## Exercise objective:
Go through the entries below from the first line and transcribe each one exactly, ending with the line that contains "pub struct ApiConfig".

[Start of section]

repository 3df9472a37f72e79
//! API server configuration.

pub use askdata_core::auth::config::{ConfigError, SessionConfig};
use askdata_core::auth::config::{DEFAULT_ACCESS_TTL_MINUTES, DEFAULT_REFRESH_TTL_DAYS};

/// Attributes applied to the auth cookies.
///
/// `HttpOnly`, `SameSite=Lax`, and `Path=/` are always set.
#[derive(Clone, Debug, Default)]
pub struct CookieConfig {
    /// Send the `Secure` attribute.
    pub secure: bool,
    /// Cookie `Domain`; host-only when `None`.
    pub domain: Option<String>,
}

/// Configuration for the API server.
#[derive(Clone, Debug)]
pub struct ApiConfig {
    /// Address to bind the HTTP listener (e.g. "0.0.0.0:8000").
    pub bind_addr: String,
    /// PostgreSQL connection URL.
    pub database_url: String,
    /// Token secrets, claims, and lifetimes.
    pub session: SessionConfig,
    pub cookies: CookieConfig,
    /// Allowed CORS origins; empty means any origin without credentials.
    pub cors_origins: Vec<String>,
}

impl ApiConfig {
    /// Reads configuration from environment variables.
    ///
    /// | Variable               | Default          |
    /// |------------------------|------------------|
    /// | `BIND_ADDR`            | `0.0.0.0:8000`   |
    /// | `DATABASE_URL`         | required         |
    /// | `JWT_ACCESS_SECRET`    | required         |
    /// | `JWT_REFRESH_SECRET`   | required         |
    /// | `JWT_ISSUER`           | required         |
    /// | `JWT_AUDIENCE`         | required         |
    /// | `JWT_ACCESS_TTL_MIN`   | `15`             |
    /// | `JWT_REFRESH_TTL_DAYS` | `30`             |
    /// | `JWT_LEEWAY_SECS`      | `0`              |
    /// | `COOKIE_SECURE`        | `false`          |
    /// | `COOKIE_DOMAIN`        | unset            |
    /// | `CORS_ORIGINS`         | unset            |
    pub fn from_env() -> Result<Self, ConfigError> {
        Self::from_lookup(|key| std::env::var(key).ok())
    }

    /// Same as [`ApiConfig::from_env`] with an arbitrary variable source.
    pub fn from_lookup(lookup: impl Fn(&str) -> Option<String>) -> Result<Self, ConfigError> {
        let get = |key: &str| {
            lookup(key)
                .map(|v| v.trim().to_string())
                .filter(|v| !v.is_empty())
        };
        let require = |key: &'static str| get(key).ok_or(ConfigError::Missing(key));

        let session = SessionConfig {
            access_secret: require("JWT_ACCESS_SECRET")?,
            refresh_secret: require("JWT_REFRESH_SECRET")?,
            issuer: require("JWT_ISSUER")?,
            audience: require("JWT_AUDIENCE")?,
            access_ttl_minutes: parse_or(
                "JWT_ACCESS_TTL_MIN",
                get("JWT_ACCESS_TTL_MIN"),
                DEFAULT_ACCESS_TTL_MINUTES,
            )?,
            refresh_ttl_days: parse_or(
                "JWT_REFRESH_TTL_DAYS",
                get("JWT_REFRESH_TTL_DAYS"),
                DEFAULT_REFRESH_TTL_DAYS,
            )?,
            leeway_secs: parse_or("JWT_LEEWAY_SECS", get("JWT_LEEWAY_SECS"), 0)?,
        };
        session.validate()?;

        let secure = match get("COOKIE_SECURE") {
            None => false,
            Some(raw) => parse_bool(&raw).ok_or_else(|| ConfigError::Invalid {
                name: "COOKIE_SECURE",
                reason: format!("not a boolean: {raw}"),
            })?,
        };

        Ok(Self {
            bind_addr: get("BIND_ADDR").unwrap_or_else(|| "0.0.0.0:8000".into()),
            database_url: require("DATABASE_URL")?,
            session,
            cookies: CookieConfig {
                secure,
                domain: get("COOKIE_DOMAIN"),
            },
            cors_origins: get("CORS_ORIGINS")
                .map(|raw| split_origins(&raw))
                .unwrap_or_default(),
        })
    }
}

fn parse_or<T: std::str::FromStr>(
    name: &'static str,
    raw: Option<String>,
    default: T,
) -> Result<T, ConfigError>
where
    T::Err: std::fmt::Display,
{
    match raw {
        None => Ok(default),
        Some(raw) => raw.parse().map_err(|e: T::Err| ConfigError::Invalid {
            name,
            reason: e.to_string(),
        }),
    }
}

fn parse_bool(raw: &str) -> Option<bool> {
    match raw.to_ascii_lowercase().as_str() {
        "1" | "true" | "yes" | "on" => Some(true),
        "0" | "false" | "no" | "off" => Some(false),
        _ => None,
    }
}

fn split_origins(raw: &str) -> Vec<String> {
    raw.split(',')
        .map(str::trim)
        .filter(|o| !o.is_empty())
        .map(str::to_string)
        .collect()
}
//! # askdata_api
//!
//! HTTP API library for Askdata: maps session-manager results onto cookies,
//! bearer headers, and JSON responses.

pub mod config;
pub mod error;
pub mod extract;
pub mod handlers;
pub mod middleware;
pub mod models;
pub mod services;

use std::sync::Arc;

use askdata_core::auth::session::SessionManager;
use axum::Router;
use axum::http::HeaderValue;
use axum::routing::{get, post};
use tower_http::cors::{AllowHeaders, AllowMethods, AllowOrigin, Any, CorsLayer};
use tracing::warn;

use crate::config::ApiConfig;
use crate::handlers::{auth, health};

/// Shared application state passed to all handlers.
#[derive(Clone)]
pub struct AppState {
    /// Session credential orchestration.
    pub session: Arc<SessionManager>,
    /// API configuration.
    pub config: ApiConfig,
}

/// Builds the Axum router with all routes and shared state.
pub fn router(state: AppState) -> Router {
    let cors = cors_layer(&state.config.cors_origins);

    // Public routes (no auth required)
    let public = Router::new()
        .route("/healthz", get(health::healthcheck))
        .route("/auth/login", post(auth::login_handler))
        .route("/auth/refresh", post(auth::refresh_handler))
        .route("/auth/logout", post(auth::logout_handler));

    // Protected routes (require auth)
    let protected = Router::new()
        .route("/auth/me", get(auth::me_handler))
        .layer(axum::middleware::from_fn_with_state(
            state.clone(),
            middleware::auth::require_auth,
        ));

    Router::new()
        .merge(public)
        .merge(protected)
        .layer(cors)
        .with_state(state)
}

/// Any origin without credentials when no list is configured; otherwise the
/// listed origins with credentials allowed.
fn cors_layer(origins: &[String]) -> CorsLayer {
    if origins.is_empty() {
        return CorsLayer::new()
            .allow_origin(Any)
            .allow_methods(Any)
            .allow_headers(Any);
    }

    let allowed: Vec<HeaderValue> = origins
        .iter()
        .filter_map(|origin| match HeaderValue::from_str(origin) {
            Ok(value) => Some(value),
            Err(_) => {
                warn!(%origin, "ignoring unparsable CORS origin");
                None
            }
        })
        .collect();

    CorsLayer::new()
        .allow_origin(AllowOrigin::list(allowed))
        .allow_methods(AllowMethods::mirror_request())
        .allow_headers(AllowHeaders::mirror_request())
        .allow_credentials(true)
}
//! Application error types.

use askdata_core::auth::AuthError;
use axum::{
    Json,
    http::StatusCode,
    response::{IntoResponse, Response},
};
use thiserror::Error;
use tracing::error;

use crate::models::ErrorResponse;

/// Convenience alias for handler return types.
pub type AppResult<T> = Result<T, AppError>;

/// Application-level errors with HTTP status mapping.
#[derive(Debug, Error)]
pub enum AppError {
    #[error("Validation error: {0}")]
    Validation(String),

    #[error("Credential store unavailable: {0}")]
    StoreUnavailable(String),

    /// Every credential failure, whatever its internal cause.
    #[error("Unauthorized")]
    Unauthorized,

    #[error("Internal server error")]
    Internal(String),
}

impl IntoResponse for AppError {
    fn into_response(self) -> Response {
        let (status, error, message) = match &self {
            AppError::Validation(m) => (StatusCode::BAD_REQUEST, "validation_error", m.as_str()),
            AppError::StoreUnavailable(detail) => {
                error!(%detail, "credential store unavailable");
                (
                    StatusCode::SERVICE_UNAVAILABLE,
                    "store_unavailable",
                    "Credential store unavailable",
                )
            }
            AppError::Unauthorized => (StatusCode::UNAUTHORIZED, "unauthorized", "Unauthorized"),
            AppError::Internal(detail) => {
                error!(%detail, "internal error");
                (
                    StatusCode::INTERNAL_SERVER_ERROR,
                    "internal_error",
                    "Internal server error",
                )
            }
        };
        let body = Json(ErrorResponse {
            error: error.to_string(),
            message: message.to_string(),
        });
        (status, body).into_response()
    }
}

impl From<AuthError> for AppError {
    fn from(e: AuthError) -> Self {
        match e {
            AuthError::InvalidCredentials
            | AuthError::InvalidCredential
            | AuthError::ReuseDetected
            | AuthError::Unauthorized => AppError::Unauthorized,
            AuthError::StoreUnavailable(msg) => AppError::StoreUnavailable(msg),
            AuthError::Validation(msg) => AppError::Validation(msg),
            AuthError::Internal(msg) => AppError::Internal(msg),
        }
    }
}
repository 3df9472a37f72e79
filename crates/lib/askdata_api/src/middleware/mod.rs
//! Request middleware.

pub mod auth;
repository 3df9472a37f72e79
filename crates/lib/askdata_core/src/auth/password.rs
//! Password hashing via bcrypt.

use super::AuthError;

/// bcrypt cost factor.
pub const BCRYPT_COST: u32 = 10;

/// Hash a password with bcrypt (cost 10).
pub fn hash_password(password: &str) -> Result<String, AuthError> {
    bcrypt::hash(password, BCRYPT_COST)
        .map_err(|e| AuthError::Internal(format!("bcrypt hash: {e}")))
}

/// Verify a password against a bcrypt hash.
pub fn verify_password(password: &str, hash: &str) -> Result<bool, AuthError> {
    bcrypt::verify(password, hash).map_err(|e| AuthError::Internal(format!("bcrypt verify: {e}")))
}
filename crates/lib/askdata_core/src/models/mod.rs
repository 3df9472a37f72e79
//! Domain models.

pub mod auth;
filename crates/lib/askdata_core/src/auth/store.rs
//! Persistence seams for principals and refresh-token records.
//!
//! `PgStore` implements both traits for production; `MemoryStore` implements
//! them in process with the same atomicity guarantees.

use async_trait::async_trait;
use uuid::Uuid;

use super::AuthError;
use crate::models::auth::{
    AdminProvision, NewRefreshRecord, Principal, PrincipalWithPassword, RefreshRecord,
    RotateOutcome,
};

/// Lookup and provisioning of principals.
#[async_trait]
pub trait PrincipalStore: Send + Sync {
    /// Fetch a principal and its password hash by login handle.
    async fn find_principal_by_email(
        &self,
        email: &str,
    ) -> Result<Option<PrincipalWithPassword>, AuthError>;

    async fn find_principal_by_id(&self, id: &Uuid) -> Result<Option<Principal>, AuthError>;

    /// Create a principal. A duplicate email is a `Validation` error.
    async fn create_principal(
        &self,
        email: &str,
        password_hash: &str,
        is_admin: bool,
    ) -> Result<Principal, AuthError>;

    /// Replace the existing admin's email and password, or create the admin.
    async fn upsert_admin(
        &self,
        email: &str,
        password_hash: &str,
    ) -> Result<AdminProvision, AuthError>;
}

/// Durable record of refresh-token issuance and revocation.
///
/// No method ever flips `revoked` from `true` back to `false`.
#[async_trait]
pub trait CredentialStore: Send + Sync {
    /// Insert an active record. Must succeed before the token is handed out.
    async fn record_issuance(&self, record: NewRefreshRecord) -> Result<(), AuthError>;

    async fn find_by_jti(&self, jti: &Uuid) -> Result<Option<RefreshRecord>, AuthError>;

    /// Revoke one record. Idempotent; returns whether this call changed it.
    async fn revoke(&self, jti: &Uuid) -> Result<bool, AuthError>;

    /// Revoke every record owned by `subject`. Returns how many changed.
    async fn revoke_all_for_subject(&self, subject: &Uuid) -> Result<u64, AuthError>;

    /// Atomically move `jti` from active to rotated and insert `successor`.
    ///
    /// The flip is a conditional update on `revoked = false`; of two callers
    /// racing on the same `jti`, exactly one gets `Rotated`. On `NotActive`
    /// nothing is written.
    async fn rotate(
        &self,
        jti: &Uuid,
        successor: NewRefreshRecord,
    ) -> Result<RotateOutcome, AuthError>;
}
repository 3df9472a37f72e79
//! # askdata_core
//!
//! Core domain logic for Askdata: principals, session credentials, and the
//! refresh-token rotation state machine.

pub mod auth;
pub mod migrate;
pub mod models;

/// Returns the crate version.
pub fn version() -> &'static str {
    env!("CARGO_PKG_VERSION")
}

#[cfg(test)]
mod tests {
    use super::*;

    #[test]
    fn version_is_not_empty() {
        assert!(!version().is_empty());
    }
}
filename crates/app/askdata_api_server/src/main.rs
//! Askdata API server binary.
//!
//! Reads settings from the environment (and `.env`), runs migrations, and
//! serves the auth API until interrupted.

use std::net::SocketAddr;
use std::sync::Arc;
use std::time::Duration;

use askdata_api::config::ApiConfig;
use askdata_core::auth::postgres::PgStore;
use askdata_core::auth::session::SessionManager;
use clap::Parser;
use sqlx::postgres::PgPoolOptions;
use tracing::info;
use tracing_subscriber::EnvFilter;

/// CLI arguments for the API server.
#[derive(Parser, Debug)]
#[command(name = "askdata_api_server", about = "Askdata API server", version)]
struct Args {
    /// Port to listen on; overrides the port in `BIND_ADDR`.
    #[arg(long)]
    port: Option<u16>,

    /// Maximum number of database connections in the pool.
    #[arg(long, default_value_t = 5)]
    max_connections: u32,
}

#[tokio::main]
async fn main() -> Result<(), Box<dyn std::error::Error>> {
    dotenvy::dotenv().ok();

    tracing_subscriber::fmt()
        .with_writer(std::io::stderr)
        .with_env_filter(
            EnvFilter::try_from_default_env()
                .unwrap_or_else(|_| EnvFilter::new("info,askdata_api=debug,askdata_core=debug")),
        )
        .init();

    let args = Args::parse();
    let mut config = ApiConfig::from_env()?;
    if let Some(port) = args.port {
        config.bind_addr = with_port(&config.bind_addr, port)?;
    }

    info!(
        bind_addr = %config.bind_addr,
        max_connections = args.max_connections,
        "starting askdata_api_server"
    );

    let pool = PgPoolOptions::new()
        .max_connections(args.max_connections)
        .acquire_timeout(Duration::from_secs(30))
        .connect(&config.database_url)
        .await?;

    info!("running database migrations");
    askdata_core::migrate::migrate(&pool).await?;

    let store = Arc::new(PgStore::new(pool));
    let session = SessionManager::new(&config.session, store.clone(), store)?;

    let listener = tokio::net::TcpListener::bind(&config.bind_addr).await?;
    let local_addr = listener.local_addr()?;

    let app = askdata_api::router(askdata_api::AppState {
        session: Arc::new(session),
        config,
    });

    info!(addr = %local_addr, "REST API listening");

    axum::serve(
        listener,
        app.into_make_service_with_connect_info::<SocketAddr>(),
    )
    .with_graceful_shutdown(async {
        let _ = tokio::signal::ctrl_c().await;
        info!("interrupt received, shutting down");
    })
    .await?;

    Ok(())
}

/// Swap the port of a `host:port` bind address.
fn with_port(bind_addr: &str, port: u16) -> Result<String, std::net::AddrParseError> {
    let mut addr: SocketAddr = bind_addr.parse()?;
    addr.set_port(port);
    Ok(addr.to_string())
}

#[cfg(test)]
mod tests {
    use super::*;

    #[test]
    fn port_flag_replaces_configured_port() {
        assert_eq!(with_port("0.0.0.0:8000", 9000).unwrap(), "0.0.0.0:9000");
        assert!(with_port("not-an-address", 9000).is_err());
    }
}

[End of section]

## Response to the exercise:
repository 3df9472a37f72e79
//! API server configuration.

pub use askdata_core::auth::config::{ConfigError, SessionConfig};
use askdata_core::auth::config::{DEFAULT_ACCESS_TTL_MINUTES, DEFAULT_REFRESH_TTL_DAYS};

/// Attributes applied to the auth cookies.
///
/// `HttpOnly`, `SameSite=Lax`, and `Path=/` are always set.
#[derive(Clone, Debug, Default)]
pub struct CookieConfig {
    /// Send the `Secure` attribute.
    pub secure: bool,
    /// Cookie `Domain`; host-only when `None`.
    pub domain: Option<String>,
}

/// Configuration for the API server.
#[derive(Clone, Debug)]
pub struct ApiConfig {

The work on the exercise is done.